To get an idea of how heads work, what parts are good, what’s bad, and what can be improved, we visited our friend and machinist Joe Ali for a little lesson in heads. Ali is mostly a motorcycle guy that has been working on heads for many years (more than he will admit) and works on all kinds of heads from 50cc Honda mini bikes to diesel truck engines, tractors, common pushrod V-8s, modern import engines, and even a few AMA racing superbike engines. Ali is the expert (he warns us to use that term loosely), and we’re here to try to simplify his knowledge into what you may find interesting without screwing up too much of what he told us. We also lean on our pals at Tilden Motorsports, specialists in LS engines, parts, and accessories, for a few images and advice. Ali also correctly points out that almost all mass-produced heads can be improved upon as vehicle manufacturers are limited by production line efficiency and costs of more expensive processes and parts. For example, a manufacturer can save lots of time (and thus money) by not grinding down a metal flashing line. That said, modern mass produced heads do work very well.

This is a flathead from an old GM inline-six engine. Looking up from the bottom of the head, the heart-shaped lobes to the left allowed clearance for valves opening up from the engine block below, forming part of the combustion chamber, which extends to the right over part of the cylinder. You can still see the silhouette of each cylinder to the right of the combustion chamber. Because of the void in a flathead like this, which allows for valve clearance, the compression ratio is relatively low. Compression can be raised by milling the head thinner (and thus making the combustion chamber smaller) but only so much since the head gets weaker and the valves still need to clear it when they are open.

Old Heads vs. New Heads

Head technology has evolved over time as cars and trucks have become more and more a part of just about everyone’s lives. The first engine’s heads were hardly more than a plate that capped off the top of the engine and held a spark plug. Modern heads can hold multiple valves, intricate ports, specially designed combustion chambers, spark plugs, cams, variable valve timing components, and direct injection technology. With hundreds of years of technological advancements, modern heads are more reliable, clean, and efficient than ever. Clearly not all heads are created equally and a modern engine with a simple flathead design is all but unheard of. Modern heads almost all contain overhead valves and are clearly more efficient at making torque and power. Despite this, purists still run flathead engines in plenty of 4x4s around the world, and while not at the cutting edge of technology, flathead engines still do what is expected well. If your 4x4 still has old-school technology like a flathead running and driving in the tail end of 2016, we are happy to support your firm grasp on the past, but in general, we recommend a bit more modern approach to head technology for off-roading.

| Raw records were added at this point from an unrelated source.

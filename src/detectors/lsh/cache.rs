//! On-disk LSH index cache.
//!
//! Single binary file, little-endian throughout, with a trailing CRC64 of
//! everything before it. Readers tolerate a missing file (rebuild) but never
//! a partial one: writes go to `<path>.tmp`, are fsynced, then renamed into
//! place. Any integrity failure is reported as `CorruptCache` and treated as
//! a missing cache by the orchestrator.

use std::fs::{self, File, OpenOptions};
use std::io::Write;
use std::path::{Path, PathBuf};

use ahash::{AHashMap, AHashSet};
use tracing::{debug, warn};

use crate::core::errors::{ResemblError, Result};
use crate::detectors::lsh::index::{LshIndex, LshParams};
use crate::detectors::minhash::MinHashSignature;

/// Environment variable overriding the cache directory.
pub const CACHE_DIR_ENV: &str = "RESEMBL_CACHE_DIR";

/// Cache file magic.
const MAGIC: &[u8; 4] = b"RSMB";

/// Cache format version.
const VERSION: u16 = 1;

/// File name of the serialized index inside the cache directory.
const INDEX_FILE: &str = "lsh_index.bin";

/// File name of the advisory lock inside the cache directory.
const LOCK_FILE: &str = "resembl.lock";

/// CRC-64/XZ polynomial, reflected form.
const CRC64_POLY: u64 = 0xC96C_5795_D787_0F42;

/// Return the cache directory, respecting `RESEMBL_CACHE_DIR`.
pub fn cache_dir() -> PathBuf {
    if let Some(dir) = std::env::var_os(CACHE_DIR_ENV) {
        return PathBuf::from(dir);
    }
    dirs::cache_dir()
        .unwrap_or_else(|| PathBuf::from("."))
        .join("resembl")
}

/// Path of the index cache file under `dir`.
pub fn index_path(dir: &Path) -> PathBuf {
    dir.join(INDEX_FILE)
}

/// Delete all cache files under `dir`. Missing files are fine.
pub fn invalidate(dir: &Path) {
    for name in [INDEX_FILE, &format!("{INDEX_FILE}.tmp")] {
        let path = dir.join(name);
        match fs::remove_file(&path) {
            Ok(()) => debug!("removed cache file {}", path.display()),
            Err(e) if e.kind() == std::io::ErrorKind::NotFound => {}
            Err(e) => warn!("could not remove {}: {e}", path.display()),
        }
    }
}

/// Advisory lock on the cache directory. The holder may rewrite the cache
/// file; without it, writers degrade to invalidation only.
#[derive(Debug)]
pub struct CacheLock {
    path: PathBuf,
}

impl CacheLock {
    /// Try to acquire the lock. `None` means another process holds it.
    pub fn acquire(dir: &Path) -> Result<Option<Self>> {
        fs::create_dir_all(dir)
            .map_err(|e| ResemblError::io(format!("failed to create {}", dir.display()), e))?;
        let path = dir.join(LOCK_FILE);
        match OpenOptions::new().write(true).create_new(true).open(&path) {
            Ok(mut file) => {
                let _ = write!(file, "{}", std::process::id());
                Ok(Some(Self { path }))
            }
            Err(e) if e.kind() == std::io::ErrorKind::AlreadyExists => Ok(None),
            Err(e) => Err(ResemblError::io(
                format!("failed to create lock {}", path.display()),
                e,
            )),
        }
    }
}

impl Drop for CacheLock {
    fn drop(&mut self) {
        let _ = fs::remove_file(&self.path);
    }
}

/// Serialise `index` to `path` atomically: tmp file, fsync, rename.
pub fn save(index: &LshIndex, path: &Path) -> Result<()> {
    if let Some(parent) = path.parent() {
        fs::create_dir_all(parent)
            .map_err(|e| ResemblError::io(format!("failed to create {}", parent.display()), e))?;
    }

    let bytes = encode(index)?;
    let tmp = path.with_extension("bin.tmp");

    let mut file = File::create(&tmp)
        .map_err(|e| ResemblError::io(format!("failed to create {}", tmp.display()), e))?;
    file.write_all(&bytes)
        .map_err(|e| ResemblError::io(format!("failed to write {}", tmp.display()), e))?;
    file.sync_all()
        .map_err(|e| ResemblError::io(format!("failed to sync {}", tmp.display()), e))?;
    drop(file);

    fs::rename(&tmp, path)
        .map_err(|e| ResemblError::io(format!("failed to rename into {}", path.display()), e))?;
    debug!("wrote LSH cache to {} ({} bytes)", path.display(), bytes.len());
    Ok(())
}

/// Load the cached index from `path`. `Ok(None)` when the file does not
/// exist; `CorruptCache` on any integrity failure.
pub fn load(path: &Path) -> Result<Option<LshIndex>> {
    let bytes = match fs::read(path) {
        Ok(bytes) => bytes,
        Err(e) if e.kind() == std::io::ErrorKind::NotFound => return Ok(None),
        Err(e) => return Err(ResemblError::io(format!("failed to read {}", path.display()), e)),
    };
    decode(&bytes).map(Some)
}

fn encode(index: &LshIndex) -> Result<Vec<u8>> {
    let params = index.params();
    let p = params.num_permutations as usize;

    let mut out = Vec::with_capacity(64 + index.len() * (32 + p * 8));
    out.extend_from_slice(MAGIC);
    out.extend_from_slice(&VERSION.to_le_bytes());
    out.extend_from_slice(&u16::from(params.generalize).to_le_bytes());
    out.extend_from_slice(&params.num_permutations.to_le_bytes());
    out.extend_from_slice(&params.ngram_size.to_le_bytes());
    out.extend_from_slice(&params.bands.to_le_bytes());
    out.extend_from_slice(&params.rows_per_band.to_le_bytes());
    out.extend_from_slice(&index.fingerprint().to_le_bytes());

    // Signature entries, keyed by raw checksum bytes, in sorted order so the
    // encoding is canonical.
    let mut checksums: Vec<&str> = index.checksums().collect();
    checksums.sort_unstable();
    out.extend_from_slice(&(checksums.len() as u64).to_le_bytes());
    for checksum in &checksums {
        out.extend_from_slice(&decode_checksum(checksum)?);
        let signature = index.signature(checksum).expect("member signature");
        for v in signature.values() {
            out.extend_from_slice(&v.to_le_bytes());
        }
    }

    // Bucket map.
    let mut buckets: Vec<(&(u8, u64), &AHashSet<String>)> = index.buckets().iter().collect();
    buckets.sort_unstable_by_key(|((band, key), _)| (*band, *key));
    out.extend_from_slice(&(buckets.len() as u64).to_le_bytes());
    for ((band, key), members) in buckets {
        out.push(*band);
        out.extend_from_slice(&key.to_le_bytes());
        out.extend_from_slice(&(members.len() as u32).to_le_bytes());
        let mut sorted: Vec<&String> = members.iter().collect();
        sorted.sort_unstable();
        for member in sorted {
            out.extend_from_slice(&decode_checksum(member)?);
        }
    }

    let crc = crc64(&out);
    out.extend_from_slice(&crc.to_le_bytes());
    Ok(out)
}

fn decode(bytes: &[u8]) -> Result<LshIndex> {
    let mut reader = Reader::new(bytes);

    // The CRC trailer guards everything before it.
    if bytes.len() < 8 {
        return Err(ResemblError::corrupt_cache("file shorter than CRC trailer"));
    }
    let (body, trailer) = bytes.split_at(bytes.len() - 8);
    let stored_crc = u64::from_le_bytes(trailer.try_into().expect("8 bytes"));
    if crc64(body) != stored_crc {
        return Err(ResemblError::corrupt_cache("CRC64 mismatch"));
    }
    reader.limit(body.len());

    if reader.take(4)? != MAGIC.as_slice() {
        return Err(ResemblError::corrupt_cache("bad magic"));
    }
    let version = reader.u16()?;
    if version != VERSION {
        return Err(ResemblError::corrupt_cache(format!(
            "unsupported cache version {version}"
        )));
    }
    let flags = reader.u16()?;
    let num_permutations = reader.u32()?;
    let ngram_size = reader.u32()?;
    let bands = reader.u32()?;
    let rows_per_band = reader.u32()?;
    if bands
        .checked_mul(rows_per_band)
        .map_or(true, |product| product != num_permutations)
    {
        return Err(ResemblError::corrupt_cache("bands * rows != num_permutations"));
    }
    let params = LshParams {
        num_permutations,
        bands,
        rows_per_band,
        ngram_size,
        generalize: flags & 1 != 0,
    };
    let stored_fingerprint = reader.u64()?;

    let n_entries = reader.u64()? as usize;
    let mut signatures = AHashMap::with_capacity(n_entries);
    for _ in 0..n_entries {
        let checksum = encode_checksum(reader.take(32)?);
        let mut values = Vec::with_capacity(num_permutations as usize);
        for _ in 0..num_permutations {
            values.push(reader.u64()?);
        }
        signatures.insert(checksum, MinHashSignature::from_values(values));
    }

    let n_buckets = reader.u64()? as usize;
    let mut buckets: AHashMap<(u8, u64), AHashSet<String>> = AHashMap::with_capacity(n_buckets);
    for _ in 0..n_buckets {
        let band = reader.u8()?;
        let key = reader.u64()?;
        let count = reader.u32()? as usize;
        let mut members = AHashSet::with_capacity(count);
        for _ in 0..count {
            let checksum = encode_checksum(reader.take(32)?);
            if !signatures.contains_key(&checksum) {
                return Err(ResemblError::corrupt_cache(
                    "bucket references an unknown checksum",
                ));
            }
            members.insert(checksum);
        }
        buckets.insert((band, key), members);
    }

    if !reader.is_exhausted() {
        return Err(ResemblError::corrupt_cache("trailing bytes after bucket table"));
    }

    let index = LshIndex::from_parts(params, signatures, buckets);
    if index.fingerprint() != stored_fingerprint {
        return Err(ResemblError::corrupt_cache(
            "fingerprint does not match membership",
        ));
    }
    Ok(index)
}

/// Bitwise CRC-64/XZ (reflected), in the manner of a table-free zlib CRC.
pub fn crc64(data: &[u8]) -> u64 {
    let mut crc: u64 = !0;
    for &byte in data {
        crc ^= u64::from(byte);
        for _ in 0..8 {
            if crc & 1 != 0 {
                crc = (crc >> 1) ^ CRC64_POLY;
            } else {
                crc >>= 1;
            }
        }
    }
    !crc
}

fn decode_checksum(hex: &str) -> Result<[u8; 32]> {
    if hex.len() != 64 {
        return Err(ResemblError::bad_input(format!(
            "checksum must be 64 hex characters, got {}",
            hex.len()
        )));
    }
    let mut out = [0u8; 32];
    for (i, chunk) in hex.as_bytes().chunks_exact(2).enumerate() {
        let high = hex_nibble(chunk[0])?;
        let low = hex_nibble(chunk[1])?;
        out[i] = (high << 4) | low;
    }
    Ok(out)
}

fn hex_nibble(c: u8) -> Result<u8> {
    match c {
        b'0'..=b'9' => Ok(c - b'0'),
        b'a'..=b'f' => Ok(c - b'a' + 10),
        b'A'..=b'F' => Ok(c - b'A' + 10),
        _ => Err(ResemblError::bad_input("invalid hex digit in checksum")),
    }
}

fn encode_checksum(bytes: &[u8]) -> String {
    crate::lang::tokenizer::hex_encode(bytes)
}

/// Little-endian cursor over a byte slice.
struct Reader<'a> {
    bytes: &'a [u8],
    pos: usize,
    end: usize,
}

impl<'a> Reader<'a> {
    fn new(bytes: &'a [u8]) -> Self {
        Self {
            bytes,
            pos: 0,
            end: bytes.len(),
        }
    }

    fn limit(&mut self, end: usize) {
        self.end = end;
    }

    fn take(&mut self, n: usize) -> Result<&'a [u8]> {
        if self.pos + n > self.end {
            return Err(ResemblError::corrupt_cache("unexpected end of cache file"));
        }
        let slice = &self.bytes[self.pos..self.pos + n];
        self.pos += n;
        Ok(slice)
    }

    fn u8(&mut self) -> Result<u8> {
        Ok(self.take(1)?[0])
    }

    fn u16(&mut self) -> Result<u16> {
        Ok(u16::from_le_bytes(self.take(2)?.try_into().expect("2 bytes")))
    }

    fn u32(&mut self) -> Result<u32> {
        Ok(u32::from_le_bytes(self.take(4)?.try_into().expect("4 bytes")))
    }

    fn u64(&mut self) -> Result<u64> {
        Ok(u64::from_le_bytes(self.take(8)?.try_into().expect("8 bytes")))
    }

    fn is_exhausted(&self) -> bool {
        self.pos == self.end
    }
}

The 5.0L Coyote is the latest evolution of the Ford modular engine. With four valves per cylinder, dual overhead cams, cam-torque-actuated (CTA) Twin Independent Variable Cam Timing (we just barely know what some of that means) and more, this Coyote GT-350 head is quite complex relative to the GM flathead. Things have changed, and this head allows the Coyote to make quite a bit of power (more than 400 hp and about 400 lb-ft of torque) with a relatively small displacement while still burning 87-octane fuel.
This is a close-up on the intake port of a modern head from some sort of high-zoot Honda (called a B18A). Ali told us more about its application, but since it’s not a 4x4, we glazed over that information. It’s apparently a desirable head to import tuner-types. The combustion chambers will be cleaned up and shaped for maximum power, and the intake and exhaust ports will be polished and honed. The divider (which changes the intake port from one large port to two smaller ones for each of the two intake valves) will be sharpened, curved, with the edges beveled into the wall of the port to maximize flow. The technological evolution between this and the GM flathead is astounding.
Here’s an odd looking unit: this is the head off of a Ford inline-six known to some as the Log Head, or Falcon Straight Six. In an attempt to save money, Ford integrated the head and intake manifold into one casting. Neither the intake nor intake ports of these heads can be ported or polished because access to these areas is very limited. Where does the intake end and the head begin?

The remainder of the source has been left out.